Carotid stenting is used to open narrowed carotid arteries in the neck. This procedure is similar to coronary angioplasty, which is commonly used to open blocked arteries in the heart.
UC San Diego Health System was the first in the San Diego region to use the FDA-approved carotid stent for treatment of people who have severe carotid artery narrowing and a high risk of complications from surgery.
How Carotid Stenting is Performed
During carotid stenting, a catheter is inserted through a large artery—most often the femoral artery in the groin—and threaded through other arteries to the carotid artery. Carotid stenting involves using a specially designed guide wire with a filter and placing it beyond the area of narrowing in the carotid artery.
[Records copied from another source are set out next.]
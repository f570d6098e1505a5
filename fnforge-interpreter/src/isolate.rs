//! Run evaluations on a dedicated thread with a large stack
//!
//! Candidate programs can nest deeply (recursive functions, nested data);
//! running them on their own thread keeps that away from the caller's stack
//! and turns a panic inside the evaluator into an error.

use std::any::Any;
use std::thread;

use crate::error::{InterpreterError, InterpreterResult};

/// Name given to evaluation threads
pub const THREAD_NAME: &str = "fnforge-interpreter";

/// Run `f` on a scoped thread with `stack_size` bytes of stack
pub fn run_isolated<T, F>(stack_size: usize, f: F) -> InterpreterResult<T>
where
    F: FnOnce() -> T + Send,
    T: Send,
{
    thread::scope(|scope| {
        let handle = thread::Builder::new()
            .name(THREAD_NAME.to_string())
            .stack_size(stack_size)
            .spawn_scoped(scope, f)
            .map_err(|e| {
                InterpreterError::Isolate(format!("failed to spawn evaluation thread: {}", e))
            })?;

        handle
            .join()
            .map_err(|payload| InterpreterError::Isolate(panic_message(payload.as_ref())))
    })
}

fn panic_message(payload: &(dyn Any + Send)) -> String {
    if let Some(message) = payload.downcast_ref::<&str>() {
        format!("evaluation panicked: {}", message)
    } else if let Some(message) = payload.downcast_ref::<String>() {
        format!("evaluation panicked: {}", message)
    } else {
        "evaluation panicked".to_string()
    }
}

#[cfg(test)]
mod tests {
    use super::*;

    #[test]
    fn test_runs_closure_with_borrowed_data() {
        let numbers = vec![1, 2, 3];
        let sum = run_isolated(1024 * 1024, || numbers.iter().sum::<i32>()).unwrap();
        assert_eq!(sum, 6);
    }

    #[test]
    fn test_panic_becomes_error() {
        let result: InterpreterResult<()> = run_isolated(1024 * 1024, || panic!("boom"));
        match result {
            Err(InterpreterError::Isolate(message)) => assert!(message.contains("boom")),
            other => panic!("unexpected {:?}", other),
        }
    }
}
Once the guide wire is in place, a small balloon is inflated for a few seconds to dilate the artery. After that, the stent (a small titanium mesh tube that acts as a scaffold to provide support inside the artery) is placed in the artery and opened to fit the size of the artery.
The filter that is attached to the guide wire is used to capture any particles that are released and prevent them from traveling to the brain and causing a stroke.
A second balloon inflation is done to make sure the stent is completely expanded in the carotid artery. The stent stays in place permanently and within a few weeks following the procedure, the artery heals around the stent.
Carotid artery stenting can be as effective as carotid endarterectomy in preventing stroke, heart attack and transient ischemic attacks (TIAs).